12-8-91     8:15 a.m.

 

On the radio and on television, you are sharing the services of the First Baptist Church in Dallas.  This is the senior pastor bringing the message entitled Jesus, The Light of the World.  Our text is the twelfth verse of the eighth chapter of the Fourth Gospel.  “Jesus spoke unto them, saying, I am the light of the world: he who follows Me shall not walk in darkness, but have the light of life” [John 8:12].

John avows that this saying of our Lord was spoken during the Feast of the Tabernacles [John 7:2].  That feast honored the living God who guided them in their wilderness wanderings for forty years.  And they lived in booths, you remember, in keeping with the way that they lived in those days of Sinaitic Peninsula wanderings [Leviticus 23:33-43; Numbers 29:12-38; Deuteronomy 16:13-17].

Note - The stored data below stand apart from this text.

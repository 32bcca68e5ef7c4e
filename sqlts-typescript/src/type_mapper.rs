//! TypeScript type mapper implementation.

use sqlts_codegen::{PrimitiveType, TypeMapper};

/// TypeScript type mapper implementation.
#[derive(Debug, Clone, Copy, Default)]
pub struct TsTypeMapper;

impl TypeMapper for TsTypeMapper {
    fn map_primitive(&self, ty: PrimitiveType) -> String {
        ty.as_str().to_string()
    }

    fn map_nullable(&self, inner: &str) -> String {
        format!("{} | null", inner)
    }

    fn map_array(&self, inner: &str, compound: bool) -> String {
        if compound {
            format!("({})[]", inner)
        } else {
            format!("{}[]", inner)
        }
    }

    fn map_object(&self, fields: &[(String, String)]) -> String {
        if fields.is_empty() {
            return "{}".to_string();
        }
        let body = fields
            .iter()
            .map(|(name, ty)| format!("{}: {}", name, ty))
            .collect::<Vec<_>>()
            .join("; ");
        format!("{{ {} }}", body)
    }

    fn map_union(&self, variants: &[String]) -> String {
        variants.join(" | ")
    }

    fn map_unit(&self) -> String {
        "void".to_string()
    }
}
//! Indentation configuration for code generation.

/// Indentation style for generated code.
#[derive(Debug, Clone, Copy, PartialEq, Eq)]
pub enum Indent {
    /// Spaces with the specified width.
    Spaces(u8),
    /// Tab character.
    Tab,
}

impl Indent {
    /// 2-space indentation (TypeScript, JavaScript).
    pub const TYPESCRIPT: Self = Self::Spaces(2);

    /// Append one indent level to `buffer`.
    pub fn write_to(&self, buffer: &mut String) {
        match self {
            Self::Spaces(width) => buffer.extend(std::iter::repeat_n(' ', usize::from(*width))),
            Self::Tab => buffer.push('\t'),
        }
    }
}

impl Default for Indent {
    fn default() -> Self {
        Self::TYPESCRIPT
    }
}

#[cfg(test)]
mod tests {
    use super::*;

    fn one_level(indent: Indent) -> String {
        let mut s = String::new();
        indent.write_to(&mut s);
        s
    }

    #[test]
    fn test_indent_width() {
        assert_eq!(one_level(Indent::Spaces(2)), "  ");
        assert_eq!(one_level(Indent::Spaces(3)), "   ");
        assert_eq!(one_level(Indent::Tab), "\t");
    }

    #[test]
    fn test_default() {
        assert_eq!(Indent::default(), Indent::TYPESCRIPT);
    }
}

And we are told that at the evening hour, when darkness began to cover the earth, that the people who were observing the feast lighted two great, golden lamps on either side of the vast altar of burnt offering.  And that light cast its glow over the altar, over the court of the temple, over the city, over the Kidron Valley.  It was a reminder of the providences of God who guided His people with a flame of fire by night and a column of smoke by day [Exodus 13:21].  So Jesus, standing there in the court of the temple and looking at those golden lamps, spoke this text, “I am the light of the world” [John 8:12].

Our Lord could have spoken that word in Hanukkah, which is observed just now, the Feast of Lights.  It commemorated the cleansing of the temple, when Judas Maccabeus and his fellow patriots won the freedom of the city from the Syrian oppressors.  And in rededicating and reconsecrating the holy temple, they had one day’s supply of sacred oil.  But in the miraculous favor of God, so 2 Maccabees says, that one cruse of oil, of a day’s supply, lasted eight days.  So in the Feast of Lights or the Feast of Dedication, Hanukkah, the light burned for eight days.  And so they, in observing the Feast of Hanukkah, the dedication of light, they light one candle for each day until eight are burning.  Thus our Lord, in the background of the life of the people, speaks of Himself as “the light of the world” [John 8:12].

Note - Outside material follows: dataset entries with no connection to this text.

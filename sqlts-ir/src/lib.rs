//! Intermediate representation types for sqlts.
//!
//! This crate provides the query description that every driver consumes,
//! together with the request/response envelope exchanged with sqlc.
//!
//! # Architecture
//!
//! ```text
//! sqlc (protobuf) → wire (decoding) → sqlts-ir (Query/Column/Parameter) → codegen
//! ```
//!
//! The IR types are designed to be:
//! - Language-agnostic (no TypeScript-specific concerns)
//! - Immutable once received
//! - Serializable as camelCase JSON for debugging and tests

mod query;
mod request;

pub mod wire;

pub use query::{Column, Command, Parameter, Query, UnknownCommand};
pub use request::{GenerateRequest, GenerateResponse, GeneratedFile};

First, may I speak of Him as the light of our conscience?  You have seen, many of you in Saint Paul’s Cathedral in London, one of the most famous paintings of the world, Holman Hunt’s picture of our Lord, “The Light of the World.”  And our Savior is standing before a closed door and no latch on the outside.  And it is covered with weeds and brambles and thorns and vetch, and our Lord is knocking at the door.  There is a beautiful light from His own face.  But you cannot help but notice in His hand, He holds a lantern.  And invited in, the light of that lantern represents the light of conscience.  And it is a miraculous and marvelous thing, that when Jesus comes into the heart and life of somebody you, how your conscience is quickened.

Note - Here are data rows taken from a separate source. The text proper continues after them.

//! Naming conventions for generated code.

/// Language-specific naming conventions.
///
/// Defines how query names, column names and source file names are turned
/// into identifiers, and how reserved words are handled.
#[derive(Debug, Clone, Copy)]
pub struct NamingConvention {
    /// Transform a query name to a function name (e.g. "GetAuthor" -> "getAuthor")
    pub query_to_function: fn(&str) -> String,
    /// Transform a query name to a type name prefix (e.g. "get_author" -> "GetAuthor")
    pub query_to_type: fn(&str) -> String,
    /// Transform a column name to a field name (e.g. "author_id" -> "authorId")
    pub column_to_field: fn(&str) -> String,
    /// Transform a query file name to an output stem (e.g. "query.sql" -> "query_sql")
    pub source_to_file: fn(&str) -> String,
    /// List of reserved words in the language
    pub reserved_words: &'static [&'static str],
    /// Escape a reserved word (e.g. "delete" -> "_delete")
    pub escape_reserved: fn(&str) -> String,
}

impl NamingConvention {
    /// Check if a name is a reserved word.
    pub fn is_reserved(&self, name: &str) -> bool {
        self.reserved_words.contains(&name)
    }

    /// Get a safe name, escaping if necessary.
    pub fn safe_name(&self, name: &str) -> String {
        if self.is_reserved(name) {
            (self.escape_reserved)(name)
        } else {
            name.to_string()
        }
    }

    /// Transform and make safe for use as a function name.
    pub fn function_name(&self, query_name: &str) -> String {
        let transformed = (self.query_to_function)(query_name);
        self.safe_name(&transformed)
    }

    /// Transform and make safe for use as a type name prefix.
    pub fn type_name(&self, query_name: &str) -> String {
        let transformed = (self.query_to_type)(query_name);
        self.safe_name(&transformed)
    }

    /// Transform a column name into a property name.
    ///
    /// Property names are never escaped: reserved words are valid keys.
    pub fn field_name(&self, column_name: &str) -> String {
        (self.column_to_field)(column_name)
    }

    /// Transform a source file name into an output file stem.
    pub fn file_name(&self, source: &str) -> String {
        (self.source_to_file)(source)
    }
}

There are people who have a habit—and I listen to them at the ‘Y’ every day—there are people who have a habit of using four-letter words in their ordinary conservation.  But you let Jesus come into your heart and there will be a quickening of conscience.  And you will be sensitive to those four-letter words.  The light of conscience, Jesus coming into your heart.  You may be in the habit of drinking.  But you will be sensitive to that bottle when Jesus comes into your heart.  You may be a gambler.  But if Jesus comes into your life, the light of conscience will make you sensitive to that gambling.  You may have an affinity for and a proclivity for pornographic literature, and like the immorality you see on television and read in papers; but you let Jesus come into your heart and you will be sensitive to it.  You may have used your money selfishly and for your own purposes, but you let the Lord come into your heart and life, and that tithe and that offering will be like a gift that belongs to God in your hand.  And you may be using all of your time for yourself, but if Jesus comes into your heart and life, you will be sensitive to the Lord’s Day and to the service of God in His sanctuary.  It’s a miraculous thing, I say, and a marvelous thing: Jesus, the light of the world, the light of our conscience.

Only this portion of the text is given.